Data to process:
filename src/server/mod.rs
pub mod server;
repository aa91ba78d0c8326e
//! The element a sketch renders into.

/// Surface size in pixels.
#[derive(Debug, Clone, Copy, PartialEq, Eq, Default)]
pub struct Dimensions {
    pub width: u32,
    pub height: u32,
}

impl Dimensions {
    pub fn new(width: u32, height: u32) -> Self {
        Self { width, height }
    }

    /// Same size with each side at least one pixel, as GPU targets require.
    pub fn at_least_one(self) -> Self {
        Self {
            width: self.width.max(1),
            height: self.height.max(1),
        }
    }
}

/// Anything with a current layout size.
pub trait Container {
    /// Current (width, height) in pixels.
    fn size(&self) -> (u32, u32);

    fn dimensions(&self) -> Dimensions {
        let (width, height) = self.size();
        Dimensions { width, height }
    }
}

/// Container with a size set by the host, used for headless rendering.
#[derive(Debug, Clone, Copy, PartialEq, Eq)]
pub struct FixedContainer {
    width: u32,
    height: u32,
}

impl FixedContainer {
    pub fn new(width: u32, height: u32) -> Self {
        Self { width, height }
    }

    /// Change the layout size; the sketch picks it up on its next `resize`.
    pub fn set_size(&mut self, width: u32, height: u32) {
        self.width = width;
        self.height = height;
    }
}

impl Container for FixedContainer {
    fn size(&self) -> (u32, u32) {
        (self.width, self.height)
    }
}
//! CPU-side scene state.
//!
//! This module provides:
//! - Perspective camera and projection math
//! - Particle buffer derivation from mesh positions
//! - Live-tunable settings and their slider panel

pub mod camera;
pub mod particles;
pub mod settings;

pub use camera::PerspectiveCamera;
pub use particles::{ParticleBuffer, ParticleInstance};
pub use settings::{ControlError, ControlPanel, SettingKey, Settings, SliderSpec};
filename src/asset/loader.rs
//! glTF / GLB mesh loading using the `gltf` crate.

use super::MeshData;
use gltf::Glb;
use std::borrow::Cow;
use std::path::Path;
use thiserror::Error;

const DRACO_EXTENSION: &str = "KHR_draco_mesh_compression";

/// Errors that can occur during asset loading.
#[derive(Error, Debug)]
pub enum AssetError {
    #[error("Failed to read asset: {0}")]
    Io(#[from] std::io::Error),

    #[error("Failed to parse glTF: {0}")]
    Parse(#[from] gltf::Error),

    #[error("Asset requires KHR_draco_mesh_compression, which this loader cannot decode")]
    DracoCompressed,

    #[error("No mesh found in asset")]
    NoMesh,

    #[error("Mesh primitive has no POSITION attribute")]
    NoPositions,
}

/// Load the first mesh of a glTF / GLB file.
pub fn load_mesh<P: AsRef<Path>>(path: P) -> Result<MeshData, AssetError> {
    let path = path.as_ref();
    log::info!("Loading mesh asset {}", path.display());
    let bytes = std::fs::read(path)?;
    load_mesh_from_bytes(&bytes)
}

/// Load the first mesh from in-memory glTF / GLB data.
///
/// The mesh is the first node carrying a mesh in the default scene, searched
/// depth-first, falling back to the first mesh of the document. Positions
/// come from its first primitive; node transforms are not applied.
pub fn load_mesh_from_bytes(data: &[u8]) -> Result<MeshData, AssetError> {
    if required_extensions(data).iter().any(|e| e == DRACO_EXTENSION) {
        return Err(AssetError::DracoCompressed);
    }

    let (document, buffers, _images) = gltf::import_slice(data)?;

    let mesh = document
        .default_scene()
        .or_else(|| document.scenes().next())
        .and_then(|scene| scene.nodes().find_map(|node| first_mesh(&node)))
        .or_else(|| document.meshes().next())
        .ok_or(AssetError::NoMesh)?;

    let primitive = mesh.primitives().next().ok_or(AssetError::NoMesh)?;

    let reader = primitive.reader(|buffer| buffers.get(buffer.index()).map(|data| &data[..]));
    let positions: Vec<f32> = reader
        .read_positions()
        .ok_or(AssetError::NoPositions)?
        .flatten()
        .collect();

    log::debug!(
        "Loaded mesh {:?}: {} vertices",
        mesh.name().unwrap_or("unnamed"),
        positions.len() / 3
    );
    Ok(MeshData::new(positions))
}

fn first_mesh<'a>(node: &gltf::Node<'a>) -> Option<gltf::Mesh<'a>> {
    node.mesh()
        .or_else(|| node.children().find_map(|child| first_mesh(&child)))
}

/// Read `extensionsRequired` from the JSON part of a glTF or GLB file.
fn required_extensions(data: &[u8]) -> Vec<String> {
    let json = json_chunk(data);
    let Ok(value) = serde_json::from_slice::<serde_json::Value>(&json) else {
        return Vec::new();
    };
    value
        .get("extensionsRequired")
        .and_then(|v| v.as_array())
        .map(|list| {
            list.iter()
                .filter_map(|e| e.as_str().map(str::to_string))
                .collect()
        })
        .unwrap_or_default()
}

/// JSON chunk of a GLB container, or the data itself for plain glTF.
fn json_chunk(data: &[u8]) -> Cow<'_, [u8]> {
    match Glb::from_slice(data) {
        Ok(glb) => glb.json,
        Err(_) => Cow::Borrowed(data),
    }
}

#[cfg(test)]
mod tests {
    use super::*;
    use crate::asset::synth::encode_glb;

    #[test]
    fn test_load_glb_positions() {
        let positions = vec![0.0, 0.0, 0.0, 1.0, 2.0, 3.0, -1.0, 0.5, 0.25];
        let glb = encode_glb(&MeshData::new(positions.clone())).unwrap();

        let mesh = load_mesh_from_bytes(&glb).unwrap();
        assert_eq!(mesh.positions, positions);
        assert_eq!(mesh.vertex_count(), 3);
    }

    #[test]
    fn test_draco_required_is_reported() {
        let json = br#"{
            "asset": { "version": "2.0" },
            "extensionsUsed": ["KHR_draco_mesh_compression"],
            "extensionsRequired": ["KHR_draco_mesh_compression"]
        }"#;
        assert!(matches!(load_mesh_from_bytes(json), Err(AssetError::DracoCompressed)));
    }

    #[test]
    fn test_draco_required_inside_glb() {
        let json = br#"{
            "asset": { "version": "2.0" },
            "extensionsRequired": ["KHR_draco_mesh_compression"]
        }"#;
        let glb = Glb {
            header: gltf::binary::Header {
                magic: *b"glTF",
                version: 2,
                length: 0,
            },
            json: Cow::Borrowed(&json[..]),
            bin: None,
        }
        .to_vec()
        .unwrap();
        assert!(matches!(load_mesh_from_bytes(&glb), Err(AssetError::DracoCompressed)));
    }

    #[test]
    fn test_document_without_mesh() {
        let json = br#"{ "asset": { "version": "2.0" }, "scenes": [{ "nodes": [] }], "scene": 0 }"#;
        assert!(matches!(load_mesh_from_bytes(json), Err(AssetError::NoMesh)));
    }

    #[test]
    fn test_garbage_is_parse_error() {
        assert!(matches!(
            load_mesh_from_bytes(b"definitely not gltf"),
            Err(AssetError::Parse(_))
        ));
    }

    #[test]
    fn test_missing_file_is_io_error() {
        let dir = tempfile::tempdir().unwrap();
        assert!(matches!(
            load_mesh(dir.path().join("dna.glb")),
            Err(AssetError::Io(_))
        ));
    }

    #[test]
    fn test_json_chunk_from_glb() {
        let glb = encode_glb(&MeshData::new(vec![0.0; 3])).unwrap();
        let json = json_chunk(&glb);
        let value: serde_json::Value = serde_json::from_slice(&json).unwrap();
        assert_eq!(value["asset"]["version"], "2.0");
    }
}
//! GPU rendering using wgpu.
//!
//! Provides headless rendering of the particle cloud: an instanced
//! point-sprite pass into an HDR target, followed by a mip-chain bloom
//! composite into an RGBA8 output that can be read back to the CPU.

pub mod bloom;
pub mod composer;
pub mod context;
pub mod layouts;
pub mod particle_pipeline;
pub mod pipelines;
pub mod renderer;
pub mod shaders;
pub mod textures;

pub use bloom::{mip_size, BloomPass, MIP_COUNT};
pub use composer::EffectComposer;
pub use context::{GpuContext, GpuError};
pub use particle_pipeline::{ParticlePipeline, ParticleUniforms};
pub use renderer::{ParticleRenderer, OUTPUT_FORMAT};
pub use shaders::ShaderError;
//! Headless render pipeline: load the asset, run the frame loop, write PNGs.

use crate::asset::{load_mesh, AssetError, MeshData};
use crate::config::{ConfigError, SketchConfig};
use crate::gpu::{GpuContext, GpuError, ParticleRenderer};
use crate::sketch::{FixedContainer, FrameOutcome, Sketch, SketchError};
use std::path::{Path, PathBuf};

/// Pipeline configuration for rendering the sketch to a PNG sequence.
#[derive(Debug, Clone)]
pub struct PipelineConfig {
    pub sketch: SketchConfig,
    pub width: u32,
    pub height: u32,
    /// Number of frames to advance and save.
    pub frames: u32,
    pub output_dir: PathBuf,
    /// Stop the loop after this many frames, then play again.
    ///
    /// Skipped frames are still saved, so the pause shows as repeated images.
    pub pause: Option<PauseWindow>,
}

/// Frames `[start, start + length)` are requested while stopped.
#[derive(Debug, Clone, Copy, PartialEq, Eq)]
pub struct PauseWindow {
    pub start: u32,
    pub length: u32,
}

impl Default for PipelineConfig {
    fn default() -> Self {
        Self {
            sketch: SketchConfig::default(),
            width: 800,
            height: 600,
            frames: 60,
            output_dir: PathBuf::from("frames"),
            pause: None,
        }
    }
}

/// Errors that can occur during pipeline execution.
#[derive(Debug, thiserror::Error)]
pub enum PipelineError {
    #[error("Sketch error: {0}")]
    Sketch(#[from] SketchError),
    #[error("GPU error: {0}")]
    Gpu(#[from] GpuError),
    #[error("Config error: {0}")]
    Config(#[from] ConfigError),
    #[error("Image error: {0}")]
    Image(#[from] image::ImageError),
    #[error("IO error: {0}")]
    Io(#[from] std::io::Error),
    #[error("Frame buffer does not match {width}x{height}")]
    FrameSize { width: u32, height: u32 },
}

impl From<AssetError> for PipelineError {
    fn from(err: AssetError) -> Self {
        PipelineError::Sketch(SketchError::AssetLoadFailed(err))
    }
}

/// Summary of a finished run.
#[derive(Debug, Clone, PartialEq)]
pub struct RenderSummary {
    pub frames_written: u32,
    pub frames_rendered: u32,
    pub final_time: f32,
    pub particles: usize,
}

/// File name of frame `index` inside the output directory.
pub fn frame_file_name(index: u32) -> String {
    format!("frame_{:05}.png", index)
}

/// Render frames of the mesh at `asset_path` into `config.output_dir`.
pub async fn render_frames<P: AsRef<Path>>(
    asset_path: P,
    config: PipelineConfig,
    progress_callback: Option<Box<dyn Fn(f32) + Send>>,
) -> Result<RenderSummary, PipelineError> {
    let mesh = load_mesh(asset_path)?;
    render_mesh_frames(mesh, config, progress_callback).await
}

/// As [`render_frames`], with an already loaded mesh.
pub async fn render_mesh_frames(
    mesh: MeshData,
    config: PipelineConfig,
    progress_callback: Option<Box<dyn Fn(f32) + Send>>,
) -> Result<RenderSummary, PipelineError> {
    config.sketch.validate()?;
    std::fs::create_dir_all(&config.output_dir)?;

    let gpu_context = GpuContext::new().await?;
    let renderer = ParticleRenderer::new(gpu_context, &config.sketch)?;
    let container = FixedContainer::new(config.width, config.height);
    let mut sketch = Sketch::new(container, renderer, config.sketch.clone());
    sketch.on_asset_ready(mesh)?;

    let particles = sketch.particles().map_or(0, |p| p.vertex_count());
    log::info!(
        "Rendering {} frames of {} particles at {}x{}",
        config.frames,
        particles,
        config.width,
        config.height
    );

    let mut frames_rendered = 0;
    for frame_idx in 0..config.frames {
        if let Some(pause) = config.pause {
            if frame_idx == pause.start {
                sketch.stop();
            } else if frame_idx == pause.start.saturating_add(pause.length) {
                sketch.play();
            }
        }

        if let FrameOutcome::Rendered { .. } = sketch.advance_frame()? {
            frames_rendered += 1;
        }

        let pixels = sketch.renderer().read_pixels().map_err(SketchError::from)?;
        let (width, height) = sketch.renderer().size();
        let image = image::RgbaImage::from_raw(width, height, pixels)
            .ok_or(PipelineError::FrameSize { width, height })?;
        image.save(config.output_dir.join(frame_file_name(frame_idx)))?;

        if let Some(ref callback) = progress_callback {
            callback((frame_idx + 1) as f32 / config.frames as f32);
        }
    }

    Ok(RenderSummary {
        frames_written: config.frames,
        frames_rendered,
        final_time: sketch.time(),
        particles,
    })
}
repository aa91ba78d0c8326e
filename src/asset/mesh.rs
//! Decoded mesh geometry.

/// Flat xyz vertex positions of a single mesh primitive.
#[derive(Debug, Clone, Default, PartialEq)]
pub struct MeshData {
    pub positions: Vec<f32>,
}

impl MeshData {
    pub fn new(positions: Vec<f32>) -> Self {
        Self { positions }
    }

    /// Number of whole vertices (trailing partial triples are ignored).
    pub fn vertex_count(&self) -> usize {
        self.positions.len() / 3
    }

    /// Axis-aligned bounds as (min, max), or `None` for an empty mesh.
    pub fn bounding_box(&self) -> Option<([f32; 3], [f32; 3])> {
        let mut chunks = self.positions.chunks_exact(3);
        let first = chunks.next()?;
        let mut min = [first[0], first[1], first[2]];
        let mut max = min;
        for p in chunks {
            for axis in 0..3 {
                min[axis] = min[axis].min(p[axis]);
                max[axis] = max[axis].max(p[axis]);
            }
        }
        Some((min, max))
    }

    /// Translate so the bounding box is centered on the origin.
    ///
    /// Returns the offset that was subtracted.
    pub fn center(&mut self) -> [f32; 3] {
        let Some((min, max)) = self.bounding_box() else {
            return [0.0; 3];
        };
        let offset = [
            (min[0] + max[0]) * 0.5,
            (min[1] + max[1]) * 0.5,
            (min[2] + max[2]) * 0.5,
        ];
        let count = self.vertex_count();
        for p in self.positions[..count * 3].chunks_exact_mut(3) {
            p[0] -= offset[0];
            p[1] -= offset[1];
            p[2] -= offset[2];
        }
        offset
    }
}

What to work on: Your answer must be a single number: the count of lines in the records that hold the word "version".

Solution to this task: 5